Iraqis Can Hasten Zarqawi's Death or Capture, Official Says

By John D. Banusiewicz
American Forces Press Service

WASHINGTON, June 23, 2004 – Ordinary Iraqis hold the key to how soon coalition or Iraqi forces will find fugitive terrorist Abu Musab al-Zarqawi, a senior military official told reporters in Baghdad today.

The official, speaking on background, called Zarqawi and his network the greatest terrorist threat in Iraq. The coalition has offered $10 million for information leading to his death or capture.

"I suspect there isn't a person in this country who doesn't recognize the picture of Zarqawi," the official said. "If everybody in the country knows Zarqawi, knows what he looks like, we would appeal not just to the security forces to be the solution to this problem, but to every citizen in this country."

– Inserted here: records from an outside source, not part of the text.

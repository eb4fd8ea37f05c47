//! Parameter types for image operations.
//!
//! These structs describe *what* to do, not *how* to do it. They are the
//! interface between the planning code in [`calculations`](super::calculations)
//! and [`operations`](super::operations), and the [`backend`](super::backend)
//! that does the pixel work. Keeping them plain data lets tests drive the
//! pipeline with a mock codec.
//!
//! ## Types
//!
//! - [`Quality`] — Lossy encoding quality (1–100, default 85). Clamped on construction.
//! - [`Rgb`] — Opaque color used for pad canvases and alpha flattening.
//! - [`CropBox`] — Source-space crop region, right/bottom exclusive.
//! - [`ResizeRequest`] — Requested size, aspect mode, quality, and format for a batch.
//! - [`GeometryPlan`] — Per-image output of the planner.
//! - [`EncodeParams`] — What the encoder receives: format, optional quality, optional EXIF.

use crate::types::{AspectMode, Dimensions, OutputFormat};
use serde::{Deserialize, Serialize};

/// Quality setting for lossy image encoding (1-100).
#[derive(Debug, Clone, Copy, PartialEq, Eq, Serialize, Deserialize)]
pub struct Quality(pub u32);

impl Quality {
    pub fn new(value: u32) -> Self {
        Self(value.clamp(1, 100))
    }

    pub fn value(self) -> u32 {
        self.0
    }
}

impl Default for Quality {
    fn default() -> Self {
        Self(85)
    }
}

/// An opaque RGB color.
#[derive(Debug, Clone, Copy, PartialEq, Eq)]
pub struct Rgb(pub [u8; 3]);

impl Rgb {
    pub const WHITE: Rgb = Rgb([255, 255, 255]);
}

/// Crop region in source pixel space. `right` and `bottom` are exclusive.
#[derive(Debug, Clone, Copy, PartialEq, Eq)]
pub struct CropBox {
    pub left: u32,
    pub top: u32,
    pub right: u32,
    pub bottom: u32,
}

impl CropBox {
    pub fn width(&self) -> u32 {
        self.right - self.left
    }

    pub fn height(&self) -> u32 {
        self.bottom - self.top
    }
}

/// What the user asked for, shared by every file in a batch.
#[derive(Debug, Clone, PartialEq)]
pub struct ResizeRequest {
    pub width: Option<u32>,
    pub height: Option<u32>,
    pub mode: AspectMode,
    pub quality: Quality,
    pub output_format: Option<OutputFormat>,
    pub preserve_metadata: bool,
}

impl Default for ResizeRequest {
    fn default() -> Self {
        Self {
            width: None,
            height: None,
            mode: AspectMode::Fit,
            quality: Quality::default(),
            output_format: None,
            preserve_metadata: true,
        }
    }
}

impl ResizeRequest {
    /// True when neither dimension was requested (pass-through geometry).
    pub fn is_passthrough(&self) -> bool {
        self.width.is_none() && self.height.is_none()
    }
}

/// Geometry computed for one source image.
///
/// Applied in order: crop (if any), resample to `final_resample_size`,
/// then center on a `pad_color` canvas of `target_size` (if any).
#[derive(Debug, Clone, Copy, PartialEq, Eq)]
pub struct GeometryPlan {
    pub target_size: Dimensions,
    pub crop_box: Option<CropBox>,
    pub pad_color: Option<Rgb>,
    pub final_resample_size: Dimensions,
}

impl GeometryPlan {
    /// Size of the image the plan produces.
    pub fn output_size(&self) -> Dimensions {
        if self.pad_color.is_some() {
            self.target_size
        } else {
            self.final_resample_size
        }
    }
}

/// Parameters handed to the encoder.
#[derive(Debug, Clone, PartialEq, Eq)]
pub struct EncodeParams {
    pub format: OutputFormat,
    /// Only ever `Some` for formats where [`OutputFormat::supports_quality`] holds.
    pub quality: Option<Quality>,
    /// Raw EXIF payload to embed, if the destination can carry it.
    pub exif: Option<Vec<u8>>,
}
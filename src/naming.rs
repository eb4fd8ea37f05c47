//! Output filename composition.
//!
//! Every output name is built the same way from the source file name:
//!
//! ```text
//! <prefix><original stem><suffix>[_<counter:04>]<extension>
//! ```
//!
//! - `photo.JPG`, prefix `resized_` → `resized_photo.jpg`
//! - `photo.JPG`, prefix `resized_`, format PNG → `resized_photo.png`
//! - `photo.jpg`, suffix `-web`, counter 7 → `photo-web_0007.jpg`
//!
//! The extension is the canonical one for the output format when a format is
//! set, otherwise the source extension lower-cased. Naming is pure: it never
//! looks at the filesystem, so collisions are the batch processor's concern.

use crate::types::OutputFormat;
use std::path::{Path, PathBuf};

/// Naming options, fixed for a whole batch run.
#[derive(Debug, Clone, Default, PartialEq, Eq)]
pub struct NamingOptions {
    pub prefix: String,
    pub suffix: String,
    /// Append a zero-padded sequence counter.
    pub sequential: bool,
    pub output_format: Option<OutputFormat>,
}

/// Compose the output file stem.
///
/// - `("resized_", "photo", "", None)` → `"resized_photo"`
/// - `("", "photo", "-small", Some(12))` → `"photo-small_0012"`
pub fn output_stem(prefix: &str, stem: &str, suffix: &str, counter: Option<u32>) -> String {
    let mut name = String::with_capacity(prefix.len() + stem.len() + suffix.len() + 5);
    name.push_str(prefix);
    name.push_str(stem);
    name.push_str(suffix);
    if let Some(n) = counter {
        name.push_str(&format!("_{n:04}"));
    }
    name
}

/// Extension for the output file, including the dot. Empty when there is no
/// format and the source has no extension.
pub fn output_extension(input: &Path, output_format: Option<OutputFormat>) -> String {
    match output_format {
        Some(format) => format.extension().to_string(),
        None => input
            .extension()
            .map(|e| format!(".{}", e.to_string_lossy().to_lowercase()))
            .unwrap_or_default(),
    }
}

/// Build the output path for `input` inside `output_dir`.
///
/// `counter` is only used when the options ask for sequential naming.
pub fn output_path(
    input: &Path,
    output_dir: &Path,
    options: &NamingOptions,
    counter: Option<u32>,
) -> PathBuf {
    let stem = input
        .file_stem()
        .map(|s| s.to_string_lossy())
        .unwrap_or_default();
    let counter = counter.filter(|_| options.sequential);

    let file_name = format!(
        "{}{}",
        output_stem(&options.prefix, &stem, &options.suffix, counter),
        output_extension(input, options.output_format)
    );
    output_dir.join(file_name)
}
//! EXIF carrier for JPEG, PNG and WebP.
//!
//! The block is treated as opaque TIFF-structured bytes: read from the
//! source container and written into the re-encoded one without parsing, so
//! orientation and dimension tags are carried over as-is. `img-parts`
//! handles the container framing (JPEG APP1 `Exif\0\0`, PNG `eXIf`, WebP
//! `EXIF` chunk), so the payload looks the same whichever container it came
//! from.

use img_parts::{DynImage, ImageEXIF};

/// Largest EXIF block a single JPEG APP1 segment can hold.
const MAX_JPEG_EXIF: usize = u16::MAX as usize - 2 - b"Exif\0\0".len();

/// Return the EXIF block of an encoded JPEG, PNG or WebP.
///
/// Returns `None` for other formats, unparsable data, or an image without
/// EXIF.
pub fn read_exif(data: &[u8]) -> Option<Vec<u8>> {
    let image = DynImage::from_bytes(data.to_vec().into()).ok()??;
    image
        .exif()
        .filter(|exif| !exif.is_empty())
        .map(|exif| exif.to_vec())
}

/// Store `exif` in freshly encoded image bytes, replacing any existing block.
///
/// Bytes that aren't a JPEG, PNG or WebP come back unchanged, as do JPEGs
/// when the block can't fit a single segment.
pub fn embed_exif(encoded: Vec<u8>, exif: &[u8]) -> Vec<u8> {
    if exif.is_empty() {
        return encoded;
    }
    let Ok(Some(mut image)) = DynImage::from_bytes(encoded.clone().into()) else {
        return encoded;
    };
    if matches!(image, DynImage::Jpeg(_)) && exif.len() > MAX_JPEG_EXIF {
        tracing::debug!(len = exif.len(), "EXIF block too large for JPEG, dropped");
        return encoded;
    }

    image.set_exif(Some(exif.to_vec().into()));
    image.encoder().bytes().to_vec()
}

#[cfg(test)]
mod tests {
    use super::*;
    use image::{DynamicImage, ImageFormat};
    use std::io::Cursor;

    /// Big-endian TIFF header followed by an empty IFD.
    const EXIF: &[u8] = b"MM\0*\0\0\0\x08\0\0\0\0\0\0";

    fn encoded(format: ImageFormat) -> Vec<u8> {
        let mut buf = Cursor::new(Vec::new());
        DynamicImage::new_rgb8(8, 8)
            .write_to(&mut buf, format)
            .unwrap();
        buf.into_inner()
    }

    #[test]
    fn read_from_empty_returns_none() {
        assert_eq!(read_exif(&[]), None);
    }

    #[test]
    fn read_from_garbage_returns_none() {
        assert_eq!(read_exif(b"definitely not an image"), None);
    }

    #[test]
    fn read_without_exif_returns_none() {
        assert_eq!(read_exif(&encoded(ImageFormat::Jpeg)), None);
        assert_eq!(read_exif(&encoded(ImageFormat::Png)), None);
    }

    #[test]
    fn jpeg_round_trip() {
        let out = embed_exif(encoded(ImageFormat::Jpeg), EXIF);
        assert_eq!(read_exif(&out).as_deref(), Some(EXIF));
        assert!(image::load_from_memory(&out).is_ok());
    }

    #[test]
    fn png_round_trip() {
        let out = embed_exif(encoded(ImageFormat::Png), EXIF);
        assert_eq!(read_exif(&out).as_deref(), Some(EXIF));
        assert_eq!(image::load_from_memory(&out).unwrap().width(), 8);
    }

    #[test]
    fn embed_replaces_existing_block() {
        let first = embed_exif(encoded(ImageFormat::Png), b"II*\0\x08\0\0\0\0\0\0\0\0\0");
        let second = embed_exif(first, EXIF);
        assert_eq!(read_exif(&second).as_deref(), Some(EXIF));
    }

    #[test]
    fn embed_into_bmp_is_noop() {
        let bmp = encoded(ImageFormat::Bmp);
        assert_eq!(embed_exif(bmp.clone(), EXIF), bmp);
    }

    #[test]
    fn embed_oversized_jpeg_block_is_noop() {
        let jpeg = encoded(ImageFormat::Jpeg);
        let huge = vec![0u8; MAX_JPEG_EXIF + 1];
        assert_eq!(embed_exif(jpeg.clone(), &huge), jpeg);
    }

    #[test]
    fn embed_empty_block_is_noop() {
        let png = encoded(ImageFormat::Png);
        assert_eq!(embed_exif(png.clone(), &[]), png);
    }
}
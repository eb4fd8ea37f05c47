//! CLI output formatting.
//!
//! # Output Format
//!
//! ## Progress
//!
//! ```text
//! Found 3 images → photos/resized
//! [1/3] beach.jpg ✅ 4000x3000 → 800x600 (1200.0KB → 96.4KB, -92.0%)
//! [2/3] logo.png ⏭️  exists: resized_logo.png
//! [3/3] broken.jpg ❌ cannot identify image file
//! ```
//!
//! ## Summary
//!
//! ```text
//! Processed: 1
//! Skipped: 1
//! Failed: 1
//! Size: 1200.0KB → 96.4KB (-92.0%)
//! Errors
//!     broken.jpg: cannot identify image file
//! ```
//!
//! # Architecture
//!
//! Each output has a `format_*` function (returns `Vec<String>`) for
//! testability and a `print_*` wrapper that writes to stdout. Format
//! functions are pure — no I/O, no side effects.

use crate::config::ResizeConfig;
use crate::process::{FileStatus, ProcessEvent, Summary};
use crate::types::{AspectMode, OutputFormat};

/// Bytes as kilobytes with one decimal.
fn format_kb(bytes: u64) -> String {
    format!("{:.1}KB", bytes as f64 / 1024.0)
}

/// Signed size change, `-` meaning smaller.
fn format_change(before: u64, after: u64) -> String {
    if before == 0 {
        return "n/a".to_string();
    }
    let change = (after as f64 - before as f64) / before as f64 * 100.0;
    format!("{change:+.1}%")
}

/// Return indentation string: 4 spaces per depth level.
fn indent(depth: usize) -> String {
    "    ".repeat(depth)
}

// ============================================================================
// Progress
// ============================================================================

/// Format a single progress event as display lines.
pub fn format_process_event(event: &ProcessEvent) -> Vec<String> {
    match event {
        ProcessEvent::Started { total: 0, .. } => vec!["No images found".to_string()],
        ProcessEvent::Started { total, output_dir } => {
            let noun = if *total == 1 { "image" } else { "images" };
            vec![format!("Found {total} {noun} → {}", output_dir.display())]
        }
        ProcessEvent::FileFinished {
            index,
            total,
            filename,
            outcome,
        } => {
            let head = format!("[{index}/{total}] {filename}");
            let line = match &outcome.status {
                FileStatus::Processed(p) => format!(
                    "{head} ✅ {} → {} ({} → {}, {})",
                    p.original_size,
                    p.new_size,
                    format_kb(p.bytes_before),
                    format_kb(p.bytes_after),
                    format_change(p.bytes_before, p.bytes_after)
                ),
                FileStatus::Skipped => {
                    let existing = outcome
                        .output_path
                        .file_name()
                        .map(|n| n.to_string_lossy().to_string())
                        .unwrap_or_default();
                    format!("{head} ⏭️  exists: {existing}")
                }
                FileStatus::Failed(message) => format!("{head} ❌ {message}"),
            };
            vec![line]
        }
    }
}

// ============================================================================
// Summary
// ============================================================================

pub fn format_summary(summary: &Summary) -> Vec<String> {
    let mut lines = vec![
        format!("Processed: {}", summary.processed),
        format!("Skipped: {}", summary.skipped),
        format!("Failed: {}", summary.failed),
    ];

    if summary.processed > 0 {
        let (before, after) = summary.byte_totals();
        lines.push(format!(
            "Size: {} → {} ({})",
            format_kb(before),
            format_kb(after),
            format_change(before, after)
        ));
    }

    if !summary.errors.is_empty() {
        lines.push("Errors".to_string());
        for (filename, message) in &summary.errors {
            lines.push(format!("{}{filename}: {message}", indent(1)));
        }
    }

    lines
}

pub fn print_summary(summary: &Summary) {
    for line in format_summary(summary) {
        println!("{}", line);
    }
}

// ============================================================================
// Presets
// ============================================================================

/// List size presets, quality presets, modes and formats.
pub fn format_presets(config: &ResizeConfig) -> Vec<String> {
    let mut lines = vec!["Size presets".to_string()];
    let width = config.presets.keys().map(String::len).max().unwrap_or(0);
    for (name, [w, h]) in &config.presets {
        lines.push(format!("{}{name:<width$}  {w}x{h}", indent(1)));
    }

    lines.push(String::new());
    lines.push("Quality presets".to_string());
    let width = config.quality_presets.keys().map(String::len).max().unwrap_or(0);
    for (name, q) in &config.quality_presets {
        lines.push(format!("{}{name:<width$}  {q}", indent(1)));
    }

    lines.push(String::new());
    lines.push("Modes".to_string());
    for mode in AspectMode::ALL {
        lines.push(format!(
            "{}{:<7}  {}",
            indent(1),
            mode.as_str(),
            mode.description()
        ));
    }

    lines.push(String::new());
    lines.push("Formats".to_string());
    let formats: Vec<&str> = OutputFormat::ALL.iter().map(|f| f.name()).collect();
    lines.push(format!("{}{}", indent(1), formats.join(" ")));

    lines
}

pub fn print_presets(config: &ResizeConfig) {
    for line in format_presets(config) {
        println!("{}", line);
    }
}

#[cfg(test)]
mod tests {
    use super::*;
    use crate::process::{FileOutcome, ProcessedFile};
    use crate::types::Dimensions;
    use std::path::PathBuf;

    fn finished(status: FileStatus) -> ProcessEvent {
        ProcessEvent::FileFinished {
            index: 2,
            total: 5,
            filename: "beach.JPG".to_string(),
            outcome: FileOutcome {
                source_path: PathBuf::from("in/beach.JPG"),
                output_path: PathBuf::from("in/resized/resized_beach.jpg"),
                status,
            },
        }
    }

    fn processed(before: u64, after: u64) -> ProcessedFile {
        ProcessedFile {
            original_size: Dimensions::new(4000, 3000),
            new_size: Dimensions::new(800, 600),
            bytes_before: before,
            bytes_after: after,
        }
    }

    // =========================================================================
    // Helper tests
    // =========================================================================

    #[test]
    fn format_kb_one_decimal() {
        assert_eq!(format_kb(0), "0.0KB");
        assert_eq!(format_kb(1536), "1.5KB");
    }

    #[test]
    fn format_change_signs() {
        assert_eq!(format_change(1000, 250), "-75.0%");
        assert_eq!(format_change(1000, 1500), "+50.0%");
        assert_eq!(format_change(0, 10), "n/a");
    }

    #[test]
    fn indent_levels() {
        assert_eq!(indent(0), "");
        assert_eq!(indent(2), "        ");
    }

    // =========================================================================
    // Progress tests
    // =========================================================================

    #[test]
    fn format_started() {
        let lines = format_process_event(&ProcessEvent::Started {
            total: 3,
            output_dir: PathBuf::from("photos/resized"),
        });
        assert_eq!(lines, vec!["Found 3 images → photos/resized"]);
    }

    #[test]
    fn format_started_single_and_empty() {
        let one = format_process_event(&ProcessEvent::Started {
            total: 1,
            output_dir: PathBuf::from("out"),
        });
        assert_eq!(one, vec!["Found 1 image → out"]);

        let none = format_process_event(&ProcessEvent::Started {
            total: 0,
            output_dir: PathBuf::from("out"),
        });
        assert_eq!(none, vec!["No images found"]);
    }

    #[test]
    fn format_processed_line() {
        let lines = format_process_event(&finished(FileStatus::Processed(processed(2048, 1024))));
        assert_eq!(
            lines,
            vec!["[2/5] beach.JPG ✅ 4000x3000 → 800x600 (2.0KB → 1.0KB, -50.0%)"]
        );
    }

    #[test]
    fn format_skipped_line() {
        let lines = format_process_event(&finished(FileStatus::Skipped));
        assert_eq!(lines, vec!["[2/5] beach.JPG ⏭️  exists: resized_beach.jpg"]);
    }

    #[test]
    fn format_failed_line() {
        let lines = format_process_event(&finished(FileStatus::Failed("truncated file".into())));
        assert_eq!(lines, vec!["[2/5] beach.JPG ❌ truncated file"]);
    }

    // =========================================================================
    // Summary tests
    // =========================================================================

    #[test]
    fn format_summary_with_errors() {
        let summary = Summary::from_outcomes(vec![
            FileOutcome {
                source_path: PathBuf::from("a.jpg"),
                output_path: PathBuf::from("out/a.jpg"),
                status: FileStatus::Processed(processed(4096, 1024)),
            },
            FileOutcome {
                source_path: PathBuf::from("b.jpg"),
                output_path: PathBuf::from("out/b.jpg"),
                status: FileStatus::Failed("bad header".into()),
            },
        ]);

        assert_eq!(
            format_summary(&summary),
            vec![
                "Processed: 1",
                "Skipped: 0",
                "Failed: 1",
                "Size: 4.0KB → 1.0KB (-75.0%)",
                "Errors",
                "    b.jpg: bad header",
            ]
        );
    }

    #[test]
    fn format_summary_nothing_processed() {
        let lines = format_summary(&Summary::default());
        assert_eq!(lines, vec!["Processed: 0", "Skipped: 0", "Failed: 0"]);
    }

    // =========================================================================
    // Preset tests
    // =========================================================================

    #[test]
    fn format_presets_lists_everything() {
        let lines = format_presets(&ResizeConfig::default());
        assert_eq!(lines[0], "Size presets");
        assert!(lines.contains(&"    hd         1920x1080".to_string()));
        assert!(lines.contains(&"    maximum  100".to_string()));
        assert!(lines.iter().any(|l| l.starts_with("    pad      ")));
        assert_eq!(lines.last().unwrap(), "    JPEG PNG WEBP BMP GIF");
    }
}
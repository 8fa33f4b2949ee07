//! Shared test utilities for creating test environments.
//!
//! This module is only compiled when running tests (`#[cfg(test)]`).

use crate::model::{Amount, NewTransaction, TransactionType};
use crate::outbox::Outbox;
use crate::Config;
use chrono::NaiveDate;
use rust_decimal::Decimal;
use std::path::PathBuf;
use tempfile::TempDir;

pub const TEST_API_URL: &str = "http://127.0.0.1:9/api";

/// Test environment that sets up a moneytalk home directory with Config and database.
/// Holds TempDir to keep the directory alive for the duration of the test.
pub struct TestEnv {
    _temp_dir: TempDir,
    root: PathBuf,
    config: Config,
}

impl TestEnv {
    /// Creates a test environment with Config and initialized database.
    pub async fn new() -> Self {
        let temp_dir = TempDir::new().unwrap();
        let root = temp_dir.path().join("moneytalk");
        let config = Config::create(&root, TEST_API_URL, "1", None)
            .await
            .unwrap();
        Self {
            _temp_dir: temp_dir,
            root,
            config,
        }
    }

    /// Returns a clone of the Config.
    pub fn config(&self) -> Config {
        self.config.clone()
    }

    pub fn outbox(&self) -> Outbox {
        self.config.outbox()
    }

    /// Loads the Config again from disk, as a restarted app would.
    pub async fn reload(&self) -> Config {
        Config::load(&self.root).await.unwrap()
    }
}

/// A valid expense in the "Food" category.
pub fn payload(description: &str) -> NewTransaction {
    NewTransaction {
        description: description.to_string(),
        amount: Amount::new(Decimal::new(1250, 2)),
        category_id: "2".to_string(),
        r#type: TransactionType::Expense,
        date: NaiveDate::from_ymd_opt(2024, 1, 15).unwrap(),
        user_id: "1".to_string(),
    }
}
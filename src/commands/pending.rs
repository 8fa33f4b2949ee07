use crate::commands::Out;
use crate::model::PendingTransaction;
use crate::{Config, Result};

/// Lists the outbox, oldest first. This never touches the network.
pub async fn pending(config: Config) -> Result<Out<Vec<PendingTransaction>>> {
    let entries = config.outbox().all().await?;
    if entries.is_empty() {
        return Ok(Out::new("No transactions waiting to sync", entries));
    }
    let mut message = format!("{} transaction(s) waiting to sync:", entries.len());
    for p in &entries {
        message.push_str(&format!(
            "\n  {}  {}  {:<7}  {:>12}  {}",
            p.temp_id,
            p.payload.date,
            p.payload.r#type.to_string(),
            p.payload.amount.to_string(),
            p.payload.description
        ));
    }
    Ok(Out::new(message, entries))
}
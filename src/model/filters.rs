use crate::config::DEFAULT_PAGE_SIZE;
use crate::model::{Transaction, TransactionType};
use chrono::NaiveDate;
use serde::{Deserialize, Serialize};

/// Query options for listing ledger transactions.
///
/// The filters are sent to the server as query parameters and can also be applied locally with
/// `matches`, which is how pending (not yet synced) entries get filtered for display.
#[derive(Debug, Clone, PartialEq, Eq, Serialize, Deserialize)]
pub struct ListFilters {
    pub page: u32,
    pub limit: u32,
    #[serde(rename = "type", skip_serializing_if = "Option::is_none")]
    pub r#type: Option<TransactionType>,
    /// Category name or id.
    #[serde(skip_serializing_if = "Option::is_none")]
    pub category: Option<String>,
    /// Case-insensitive substring of the description.
    #[serde(skip_serializing_if = "Option::is_none")]
    pub search: Option<String>,
    /// Inclusive lower bound on the transaction date.
    #[serde(skip_serializing_if = "Option::is_none")]
    pub from: Option<NaiveDate>,
    /// Inclusive upper bound on the transaction date.
    #[serde(skip_serializing_if = "Option::is_none")]
    pub to: Option<NaiveDate>,
}

impl Default for ListFilters {
    fn default() -> Self {
        Self {
            page: 1,
            limit: DEFAULT_PAGE_SIZE,
            r#type: None,
            category: None,
            search: None,
            from: None,
            to: None,
        }
    }
}

impl ListFilters {
    /// The first page with the given page size and no filters. This is the "full re-fetch"
    /// issued after a successful drain.
    pub fn first_page(limit: u32) -> Self {
        Self {
            limit,
            ..Default::default()
        }
    }

    /// Query parameters for `GET /transactions`, excluding `userId`.
    pub(crate) fn query_pairs(&self) -> Vec<(&'static str, String)> {
        let mut pairs = vec![("page", self.page.to_string()), ("limit", self.limit.to_string())];
        if let Some(t) = self.r#type {
            pairs.push(("type", t.to_string()));
        }
        if let Some(category) = &self.category {
            pairs.push(("category", category.clone()));
        }
        if let Some(search) = &self.search {
            pairs.push(("search", search.clone()));
        }
        if let Some(from) = self.from {
            pairs.push(("startDate", from.to_string()));
        }
        if let Some(to) = self.to {
            pairs.push(("endDate", to.to_string()));
        }
        pairs
    }

    /// Applies the filters to a confirmed transaction.
    pub fn matches(&self, t: &Transaction) -> bool {
        let category_ok = match &self.category {
            None => true,
            Some(c) => &t.category.name == c || t.category.id.as_deref() == Some(c.as_str()),
        };
        category_ok && self.matches_fields(&t.description, t.r#type, t.date)
    }

    /// Applies the filters to the fields shared by confirmed and pending transactions. Pending
    /// entries only know their category id, so the category filter is applied by the caller.
    pub(crate) fn matches_fields(
        &self,
        description: &str,
        r#type: TransactionType,
        date: NaiveDate,
    ) -> bool {
        if let Some(search) = &self.search {
            if !description.to_lowercase().contains(&search.to_lowercase()) {
                return false;
            }
        }
        if self.r#type.is_some_and(|t| t != r#type) {
            return false;
        }
        if self.from.is_some_and(|from| date < from) {
            return false;
        }
        if self.to.is_some_and(|to| date > to) {
            return false;
        }
        true
    }
}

People are seeing him walking around, driving around or being driven around, the official said. "That intelligence, provided to the Iraqi security forces or the coalition forces, is what is going to bring him to his fate or his capture."

He compared the hunt for Zarqawi to the ultimately successful hunt for deposed dictator Saddam Hussein. "All of a sudden, one of these nights, you get this 'Aha!' (piece of intelligence), and things start falling together," he said.

Zarqawi is believed to be behind the recent beheadings of kidnapped foreigners and much of the anti-Iraqi and anti-coalition violence in the country since its liberation.

"If half of what is attributed to him is true," the official said, "he is probably the most significant terrorist in the most significant terrorist network inside of Iraq at this time. We suspect that far more than half of what is attributed to him is true."

In calling on ordinary Iraqis and members of the security forces to come forward with information on Zarqawi's whereabouts, the official said they must realize he has nothing to offer the Iraqi people.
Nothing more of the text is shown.